Buchanan等[20]分别用MALDI-TOF MS和API NH生化方法对1 090株常规临床标本分离株进行NG鉴定，其中1 082株被API NH鉴定为NG；MALDI-TOF MS首次分析后成功鉴定984份(91%)，二次分析后1 081份(99.9%)被成功鉴定，阳性预测值为99.3%。首次鉴定失败的分离株中，76%因为无法产生可识别的蛋白质指纹图谱，24%因为初始鉴定为非NG。Morel等[21]评估了Bruker Biotyper和Andromas对88株NG、18株脑膜炎奈瑟菌和29株共生奈瑟菌的鉴定能力，这2个系统均正确鉴定了88株NG。但是，Pandey等[22]报道咽部标本培养后使用MALDI-TOF MS进行鉴定，使用Bruker公司RUO MALDI Biotyper、MALDI Biotyper CA和CDC MicrobeNet均首先鉴定为NG，而16S rRNA测序示N.meningitidis/N.cinerea。因此，在使用MALDI-TOF MS进行鉴定时应严格按照流程操作，在解读存在奈瑟菌属共生菌部位的结果时应谨慎，必要时联合其他检测方法进一步确证。

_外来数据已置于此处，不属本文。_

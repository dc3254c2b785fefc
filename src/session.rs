use crate::audio::{Audio, Cue};
use crate::config::Tuning;
use crate::sim::{DeathCause, GameEvent, Simulation};
use crate::store::{BEST_SCORE_KEY, ScoreStore};
use std::time::Duration;

/// A running game wired to its collaborators: the simulation decides, the
/// session plays sounds and saves new best scores.
pub struct Session {
    sim: Simulation,
    store: Box<dyn ScoreStore>,
    audio: Audio,
}

impl Session {
    pub fn new(tuning: Tuning, store: Box<dyn ScoreStore>, audio: Audio, seed: u64) -> Self {
        let best = store.load_int(BEST_SCORE_KEY);
        log::info!("Starting with best score {best}, seed {seed}");
        Self {
            sim: Simulation::new(tuning, best, seed),
            store,
            audio,
        }
    }

    pub fn sim(&self) -> &Simulation {
        &self.sim
    }

    pub fn press(&mut self) {
        if let Some(event) = self.sim.press() {
            self.dispatch(event);
        }
    }

    pub fn tick(&mut self, dt: Duration) {
        for event in self.sim.step(dt) {
            self.dispatch(event);
        }
    }

    fn dispatch(&mut self, event: GameEvent) {
        let cue = match event {
            GameEvent::Flapped => Cue::Wing,
            GameEvent::Scored => Cue::Point,
            GameEvent::Died { cause, new_best, .. } => {
                if let Some(best) = new_best {
                    self.store.save_int(BEST_SCORE_KEY, best);
                }
                match cause {
                    DeathCause::Boundary => Cue::Die,
                    DeathCause::Obstacle => Cue::Hit,
                }
            }
            GameEvent::Restarted => {
                log::info!("Restarted");
                Cue::Swoosh
            }
        };
        self.audio.play(cue);
    }
}

#[cfg(test)]
mod tests {
    use super::*;
    use crate::store::{FileStore, MemoryStore};
    use std::cell::RefCell;
    use std::rc::Rc;
    use tempfile::TempDir;

    const FRAME: Duration = Duration::from_millis(16);

    /// Store that shares its contents with the test through a cell.
    struct Shared(Rc<RefCell<MemoryStore>>);

    impl ScoreStore for Shared {
        fn load_int(&self, key: &str) -> u32 {
            self.0.borrow().load_int(key)
        }

        fn save_int(&mut self, key: &str, value: u32) {
            self.0.borrow_mut().save_int(key, value);
        }
    }

    fn session_with_best(best: u32) -> (Session, Rc<RefCell<MemoryStore>>) {
        let mut store = MemoryStore::new();
        store.save_int(BEST_SCORE_KEY, best);
        let shared = Rc::new(RefCell::new(store));
        let session = Session::new(
            Tuning::default(),
            Box::new(Shared(shared.clone())),
            Audio::muted(),
            11,
        );
        (session, shared)
    }

    /// End an episode holding `score` points by flying into the ceiling.
    fn crash_with_score(session: &mut Session, score: u32) {
        if session.sim().is_game_over() {
            session.press();
        }
        session.sim.set_score(score);
        for _ in 0..100 {
            if session.sim().is_game_over() {
                break;
            }
            session.press();
            session.tick(FRAME);
        }
        assert!(session.sim().is_game_over());
    }

    #[test]
    fn test_loads_best_on_start() {
        let (session, _) = session_with_best(9);
        assert_eq!(session.sim().best_score(), 9);
    }

    #[test]
    fn test_lower_score_keeps_best() {
        let (mut session, store) = session_with_best(5);
        crash_with_score(&mut session, 3);
        assert_eq!(session.sim().best_score(), 5);
        assert_eq!(store.borrow().load_int(BEST_SCORE_KEY), 5);
    }

    #[test]
    fn test_higher_score_is_persisted() {
        let (mut session, store) = session_with_best(5);
        crash_with_score(&mut session, 7);
        assert_eq!(session.sim().best_score(), 7);
        assert_eq!(store.borrow().load_int(BEST_SCORE_KEY), 7);
    }

    #[test]
    fn test_press_restarts_after_crash() {
        let (mut session, _) = session_with_best(0);
        while !session.sim().is_game_over() {
            session.tick(FRAME);
        }
        session.press();
        assert!(!session.sim().is_game_over());
        assert_eq!(session.sim().score(), 0);
    }

    #[test]
    fn test_file_backed_session() {
        let dir = TempDir::new().unwrap();
        let mut session = Session::new(
            Tuning::default(),
            Box::new(FileStore::new(dir.path())),
            Audio::muted(),
            3,
        );
        crash_with_score(&mut session, 2);
        let store = FileStore::new(dir.path());
        assert_eq!(store.load_int(BEST_SCORE_KEY), 2);

        let session = Session::new(Tuning::default(), Box::new(store), Audio::muted(), 3);
        assert_eq!(session.sim().best_score(), 2);
    }
}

MALDI-TOF MS检测NG单个反应成本较低、操作简单、检测迅速，但需要对培养后的菌落进行鉴定，检测的准确性依赖于数据库中菌种的信息量和可靠性，需要进一步完善其数据库并临床评估其准确性。

3 其他检测方法

目前已有一些床旁检测方法用于淋病的快速诊断，如抗原检测。目前国内已批准的NG抗原检测商品化试剂盒仅用于女性宫颈分泌物、男性尿道分泌物标本中的NG抗原的筛查，但NG表面抗原变异大，国外报道的数据显示其敏感性和特异性较低[23]。此外，还有报道采用干化学酶法进行NG的检测[24]，但是国内外目前对此方法评价报道少。以上床旁检测方法在临床中的检测价值还需进一步评价。

4 小结

对不同人群、不同部位NG感染应选择相应敏感性和特异性均较高的检测方法(见图1)。对有尿道炎症状男性患者推荐首选显微镜检查法。细菌培养对即时采样检测标本的敏感性和特异性相对较高，仍是目前所推荐的“金标准”。NAATs具有高敏感性、高特异性、检测时间短等特点，且可非侵入性取材(如尿液标本)，标本运输方便，最新指南已列为淋病的常规检测手段之一。但是生殖道以外标本NAATs与其他共生奈瑟菌可能存在交叉反应，因此应谨慎解读存在共生奈瑟菌部位的NAATs阳性结果，必要时采用另一种方法确证。MALDI-TOF MS检测NG每个反应成本较低、操作简单、检测迅速，但其需要对培养后的菌落进行鉴定，且方法的准确性依赖于数据库的完善和临床评估验证。NG抗原变异大，目前的抗原检测方法需进一步大样本的临床评估。